Gand, le 2 juin 1815.

La déclaration émanée du congrès de Vienne, en date du 12 mai 1815, fait autant d’honneur aux plénipotentiaires qui l’ont signée qu’aux souverains dont elle est pour ainsi dire la dernière profession de foi.

Rien de plus clair et de plus précis que la manière dont les trois questions sont posées et résolues dans le rapport de la commission, inséré au procès-verbal. En effet, le succès de l’invasion de Buonaparte est un fait et non un droit : le succès ne peut rien changer à l’esprit de la déclaration du 13 mars.

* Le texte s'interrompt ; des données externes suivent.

use bytes::{BufMut, Bytes, BytesMut};

use crate::error::{FrameError, Result};
use crate::packet::{AnalogData, Packet, PacketType, MAX_CHANNELS};

/// Opens every frame.
pub const START: u8 = b'(';

/// Closes every frame.
pub const END: u8 = b')';

/// First character of the 64-symbol transform alphabet (`'='` through `'|'`).
pub const OFFSET: u8 = b'=';

/// Checksums are reported modulo this value as two alphabet characters.
pub const CHECKSUM_MODULUS: u32 = 4096;

/// Largest frame the device firmware accepts, markers included.
pub const MAX_FRAME_LEN: usize = 200;

/// START + TYPE + two checksum characters + END.
pub const FRAME_OVERHEAD: usize = 5;

/// Number of wire characters produced for `raw_len` payload bytes.
pub fn transformed_len(raw_len: usize) -> usize {
    raw_len.div_ceil(3) * 4
}

/// Total wire size of a frame carrying `raw_len` payload bytes.
pub fn frame_len(raw_len: usize) -> usize {
    FRAME_OVERHEAD + transformed_len(raw_len)
}

/// Spread every 3 payload bytes across 4 printable characters.
///
/// A trailing partial group is zero-padded, so the output length is always
/// a multiple of 4 and every character lies in `OFFSET..OFFSET + 64`.
pub fn transform(raw: &[u8], dst: &mut BytesMut) {
    dst.reserve(transformed_len(raw.len()));
    for group in raw.chunks(3) {
        let a = group[0];
        let b = group.get(1).copied().unwrap_or(0);
        let c = group.get(2).copied().unwrap_or(0);
        dst.put_u8(OFFSET + (a >> 2));
        dst.put_u8(OFFSET + (((a & 0x03) << 4) | (b >> 4)));
        dst.put_u8(OFFSET + (((b & 0x0f) << 2) | (c >> 6)));
        dst.put_u8(OFFSET + (c & 0x3f));
    }
}

/// Reverse [`transform`], appending 3 bytes for every 4 characters.
pub fn untransform(chars: &[u8], dst: &mut BytesMut) -> Result<()> {
    if chars.len() % 4 != 0 {
        return Err(FrameError::Malformed(format!(
            "transformed payload length {} is not a multiple of 4",
            chars.len()
        )));
    }
    dst.reserve(chars.len() / 4 * 3);
    for group in chars.chunks_exact(4) {
        let mut sextets = [0u8; 4];
        for (slot, &ch) in sextets.iter_mut().zip(group) {
            *slot = sextet(ch)?;
        }
        let [a, b, c, d] = sextets;
        dst.put_u8((a << 2) | (b >> 4));
        dst.put_u8(((b & 0x0f) << 4) | (c >> 2));
        dst.put_u8(((c & 0x03) << 6) | d);
    }
    Ok(())
}

fn sextet(ch: u8) -> Result<u8> {
    ch.checked_sub(OFFSET)
        .filter(|value| *value < 64)
        .ok_or_else(|| FrameError::Malformed(format!("byte {ch:#04x} is outside the frame alphabet")))
}

/// Sum of `bytes` modulo [`CHECKSUM_MODULUS`].
///
/// Frames checksum the TYPE byte and the transformed payload; the markers
/// and the checksum characters themselves are not covered.
pub fn checksum(bytes: &[u8]) -> u16 {
    let sum: u32 = bytes.iter().map(|&b| u32::from(b)).sum();
    // Always below 4096.
    (sum % CHECKSUM_MODULUS) as u16
}

fn checksum_chars(sum: u16) -> [u8; 2] {
    [OFFSET + (sum / 64) as u8, OFFSET + (sum % 64) as u8]
}

fn embedded_checksum(chars: [u8; 2]) -> u16 {
    u16::from(chars[0].wrapping_sub(OFFSET)) * 64 + u16::from(chars[1].wrapping_sub(OFFSET))
}

/// Encode a packet into the wire format.
///
/// Wire format:
/// ```text
/// ┌───────┬──────┬──────────────────────┬───────┬───────┬─────┐
/// │ '('   │ TYPE │ transformed payload  │ CK_HI │ CK_LO │ ')' │
/// │       │ A..J │ 4 chars per 3 bytes  │       │       │     │
/// └───────┴──────┴──────────────────────┴───────┴───────┴─────┘
/// ```
///
/// Appends to `dst`. Fails with [`FrameError::PayloadTooLarge`] when the
/// frame would exceed [`MAX_FRAME_LEN`], and with [`FrameError::Malformed`]
/// for a packet that would not decode back to itself (see
/// [`Packet::validate`]). `dst` is left untouched on failure.
pub fn encode_packet(packet: &Packet, dst: &mut BytesMut) -> Result<()> {
    packet.validate()?;
    let mut raw = BytesMut::new();
    write_payload(packet, &mut raw);

    dst.reserve(frame_len(raw.len()));
    let body_start = dst.len() + 1;
    dst.put_u8(START);
    dst.put_u8(packet.kind().tag());
    transform(&raw, dst);
    let sum = checksum(&dst[body_start..]);
    dst.put_slice(&checksum_chars(sum));
    dst.put_u8(END);
    Ok(())
}

/// Encode a packet into a fresh buffer.
pub fn encode(packet: &Packet) -> Result<Bytes> {
    let mut buf = BytesMut::new();
    encode_packet(packet, &mut buf)?;
    Ok(buf.freeze())
}

/// Decode one complete frame, START through END inclusive.
///
/// The checksum is verified before anything else, so any corruption of the
/// covered bytes surfaces as [`FrameError::ChecksumMismatch`]. Structure and
/// alphabet are checked next, then the type tag and the payload.
pub fn decode_packet(frame: &[u8]) -> Result<Packet> {
    if frame.len() < FRAME_OVERHEAD {
        return Err(FrameError::Malformed(format!(
            "frame of {} bytes is shorter than the {FRAME_OVERHEAD}-byte minimum",
            frame.len()
        )));
    }
    if frame[0] != START || frame[frame.len() - 1] != END {
        return Err(FrameError::Malformed("frame is missing its markers".to_string()));
    }

    let trailer = frame.len() - 3;
    let body = &frame[1..trailer];
    let embedded = [frame[trailer], frame[trailer + 1]];
    let actual = checksum(body);
    if checksum_chars(actual) != embedded {
        return Err(FrameError::ChecksumMismatch {
            expected: embedded_checksum(embedded),
            actual,
        });
    }

    let mut raw = BytesMut::new();
    untransform(&body[1..], &mut raw)?;
    let kind = PacketType::try_from(body[0])?;
    read_payload(kind, raw.freeze())
}

fn write_payload(packet: &Packet, dst: &mut BytesMut) {
    match packet {
        Packet::AnalogData(data) => {
            // AnalogData never holds more than MAX_CHANNELS values.
            dst.put_u8(data.channel_count() as u8);
            for value in data.values() {
                dst.put_i16_le(*value);
            }
        }
        Packet::Raw { payload, .. } => dst.put_slice(payload),
    }
}

fn read_payload(kind: PacketType, raw: Bytes) -> Result<Packet> {
    match kind {
        PacketType::AnalogDataResponse => {
            let Some((&count, samples)) = raw.split_first() else {
                return Err(FrameError::Malformed("analog payload is empty".to_string()));
            };
            let count = usize::from(count);
            if count > MAX_CHANNELS {
                return Err(FrameError::TooManyChannels {
                    count,
                    max: MAX_CHANNELS,
                });
            }
            if samples.len() < count * 2 {
                return Err(FrameError::Malformed(format!(
                    "analog payload declares {count} channels but carries {} bytes",
                    samples.len()
                )));
            }
            let values: Vec<i16> = samples
                .chunks_exact(2)
                .take(count)
                .map(|pair| i16::from_le_bytes([pair[0], pair[1]]))
                .collect();
            AnalogData::new(values).map(Packet::AnalogData)
        }
        kind => Ok(Packet::Raw { kind, payload: raw }),
    }
}

#[cfg(test)]
mod tests {
    use super::*;

    fn frame_with(tag: u8, transformed: &[u8]) -> Vec<u8> {
        let mut body = vec![tag];
        body.extend_from_slice(transformed);
        let sum = checksum(&body);
        let mut frame = vec![START];
        frame.extend_from_slice(&body);
        frame.extend_from_slice(&checksum_chars(sum));
        frame.push(END);
        frame
    }

    fn transformed(raw: &[u8]) -> Vec<u8> {
        let mut buf = BytesMut::new();
        transform(raw, &mut buf);
        buf.to_vec()
    }

    #[test]
    fn analog_sample_known_encoding() {
        let packet = Packet::analog_data(vec![100, -50, 0]).unwrap();
        let wire = encode(&packet).unwrap();
        assert_eq!(&wire[..], b"(D=sM=ply=====MA)");
        assert_eq!(decode_packet(&wire).unwrap(), packet);
    }

    #[test]
    fn request_is_five_bytes() {
        let wire = encode(&Packet::request(PacketType::AnalogDataRequest).unwrap()).unwrap();
        assert_eq!(&wire[..], b"(C>@)");
        assert_eq!(
            decode_packet(&wire).unwrap(),
            Packet::request(PacketType::AnalogDataRequest).unwrap()
        );
    }

    #[test]
    fn wire_bytes_stay_printable() {
        let packet = Packet::analog_data(vec![i16::MIN, -1, 0, 1, i16::MAX]).unwrap();
        let wire = encode(&packet).unwrap();
        assert_eq!(wire[0], START);
        assert_eq!(wire[wire.len() - 1], END);
        assert_eq!(wire[1], b'D');
        for &byte in &wire[2..wire.len() - 1] {
            assert!((OFFSET..OFFSET + 64).contains(&byte), "byte {byte:#04x}");
        }
        assert_eq!(wire.len(), frame_len(1 + 5 * 2));
    }

    #[test]
    fn every_channel_count_survives() {
        for count in 0..=MAX_CHANNELS {
            let values: Vec<i16> = (0..count as i16).map(|i| i * 1117 - 9000).collect();
            let packet = Packet::analog_data(values).unwrap();
            let wire = encode(&packet).unwrap();
            assert_eq!(wire.len(), packet.wire_size());
            assert!(wire.len() <= MAX_FRAME_LEN);
            assert_eq!(decode_packet(&wire).unwrap(), packet, "count {count}");
        }
    }

    #[test]
    fn raw_payload_aligned_to_group_round_trips() {
        let packet = Packet::raw(PacketType::MotorControl, vec![1u8, 2, 3]).unwrap();
        let wire = encode(&packet).unwrap();
        assert_eq!(&wire[..], b"(G=ME@BS)");
        assert_eq!(decode_packet(&wire).unwrap(), packet);
    }

    #[test]
    fn every_raw_payload_length_round_trips() {
        for len in 0..=12u8 {
            let payload: Vec<u8> = (1..=len).collect();
            let packet = Packet::raw(PacketType::ParamResponse, payload).unwrap();
            let wire = encode(&packet).unwrap();
            assert_eq!(wire.len(), packet.wire_size());
            assert_eq!(decode_packet(&wire).unwrap(), packet, "length {len}");
        }
    }

    #[test]
    fn unencodable_raw_packets_rejected_without_writing() {
        let mut fake_samples = vec![25u8];
        fake_samples.resize(51, 1);
        for packet in [
            Packet::Raw {
                kind: PacketType::AnalogDataResponse,
                payload: Bytes::new(),
            },
            Packet::Raw {
                kind: PacketType::AnalogDataResponse,
                payload: Bytes::from(fake_samples),
            },
            Packet::Raw {
                kind: PacketType::DeviceInfoResponse,
                payload: Bytes::from_static(&[1, 2]),
            },
        ] {
            let mut dst = BytesMut::from(&b"keep"[..]);
            let err = encode_packet(&packet, &mut dst).unwrap_err();
            assert!(matches!(err, FrameError::Malformed(_)), "{packet:?}: {err}");
            assert_eq!(&dst[..], b"keep");
        }
    }

    #[test]
    fn transform_bit_layout() {
        assert_eq!(transformed(&[0xff, 0xff, 0xff]), b"||||".to_vec());
        assert_eq!(transformed(&[0x00]), b"====".to_vec());
        // 0b111111_00 0b0000_1111 0b00_000000 ... split into sextets.
        assert_eq!(
            transformed(&[0xfc, 0x0f, 0x00]),
            vec![OFFSET + 63, OFFSET, OFFSET + 60, OFFSET]
        );

        let mut back = BytesMut::new();
        untransform(&transformed(&[0xde, 0xad, 0xbe, 0xef]), &mut back).unwrap();
        assert_eq!(&back[..], &[0xde, 0xad, 0xbe, 0xef, 0, 0]);
    }

    #[test]
    fn any_single_byte_corruption_is_detected() {
        let wire = encode(&Packet::analog_data(vec![100, -50, 0]).unwrap()).unwrap();
        for index in 1..wire.len() - 1 {
            for flip in [0x01u8, 0x02, 0x10, 0x20, 0x40] {
                let mut corrupted = wire.to_vec();
                corrupted[index] ^= flip;
                let err = decode_packet(&corrupted).unwrap_err();
                assert!(
                    matches!(err, FrameError::ChecksumMismatch { .. }),
                    "index {index} flip {flip:#04x}: {err}"
                );
            }
        }
    }

    #[test]
    fn checksum_mismatch_reports_both_sums() {
        let mut wire = b"(C>@)".to_vec();
        wire[3] = b'A';
        match decode_packet(&wire).unwrap_err() {
            FrameError::ChecksumMismatch { expected, actual } => {
                assert_eq!(expected, 68);
                assert_eq!(actual, 67);
            }
            other => panic!("unexpected error: {other}"),
        }
    }

    #[test]
    fn unknown_tag_is_unsupported() {
        let frame = frame_with(b'Z', b"");
        assert_eq!(frame, b"(Z>W)".to_vec());
        assert!(matches!(
            decode_packet(&frame).unwrap_err(),
            FrameError::UnsupportedType(b'Z')
        ));
    }

    #[test]
    fn too_many_declared_channels_rejected() {
        let mut raw = vec![21u8];
        raw.resize(1 + 21 * 2, 0);
        let frame = frame_with(b'D', &transformed(&raw));
        assert!(matches!(
            decode_packet(&frame).unwrap_err(),
            FrameError::TooManyChannels { count: 21, max: 20 }
        ));
    }

    #[test]
    fn short_analog_payload_is_malformed() {
        // Declares 5 channels, carries 2 values.
        let frame = frame_with(b'D', &transformed(&[5, 1, 0, 2, 0]));
        assert!(matches!(
            decode_packet(&frame).unwrap_err(),
            FrameError::Malformed(_)
        ));

        let empty = frame_with(b'D', b"");
        assert!(matches!(
            decode_packet(&empty).unwrap_err(),
            FrameError::Malformed(_)
        ));
    }

    #[test]
    fn structural_problems_are_malformed() {
        for frame in [
            b"(C>)".to_vec(),
            b"xC>@)".to_vec(),
            b"(C>@x".to_vec(),
            frame_with(b'D', b"==="),
            frame_with(b'D', b"==!="),
        ] {
            assert!(
                matches!(decode_packet(&frame).unwrap_err(), FrameError::Malformed(_)),
                "{}",
                String::from_utf8_lossy(&frame)
            );
        }
    }

    #[test]
    fn oversize_payload_rejected_without_writing() {
        let packet = Packet::raw(PacketType::ParamSave, vec![0u8; 150]).unwrap();
        let mut dst = BytesMut::from(&b"keep"[..]);
        let err = encode_packet(&packet, &mut dst).unwrap_err();
        assert!(matches!(
            err,
            FrameError::PayloadTooLarge { size: 205, max: MAX_FRAME_LEN }
        ));
        assert_eq!(&dst[..], b"keep");
    }

    #[test]
    fn encode_appends_to_existing_buffer() {
        let mut dst = BytesMut::new();
        encode_packet(&Packet::request(PacketType::AnalogDataRequest).unwrap(), &mut dst).unwrap();
        encode_packet(&Packet::request(PacketType::AnalogDataRequest).unwrap(), &mut dst).unwrap();
        assert_eq!(&dst[..], b"(C>@)(C>@)");
    }
}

Cette vérité, resserrée à dessein dans la solution de la première question, seroit susceptible de longs développements.

Soutenir, par exemple, que l’Europe, à qui l’on reconnoissoit le droit d’attaquer Buonaparte encore errant dans les montagnes du Dauphiné, n’auroit pas celui de s’armer contre Buonaparte redevenu le maître de la France, ne seroit-ce pas une véritable absurdité ?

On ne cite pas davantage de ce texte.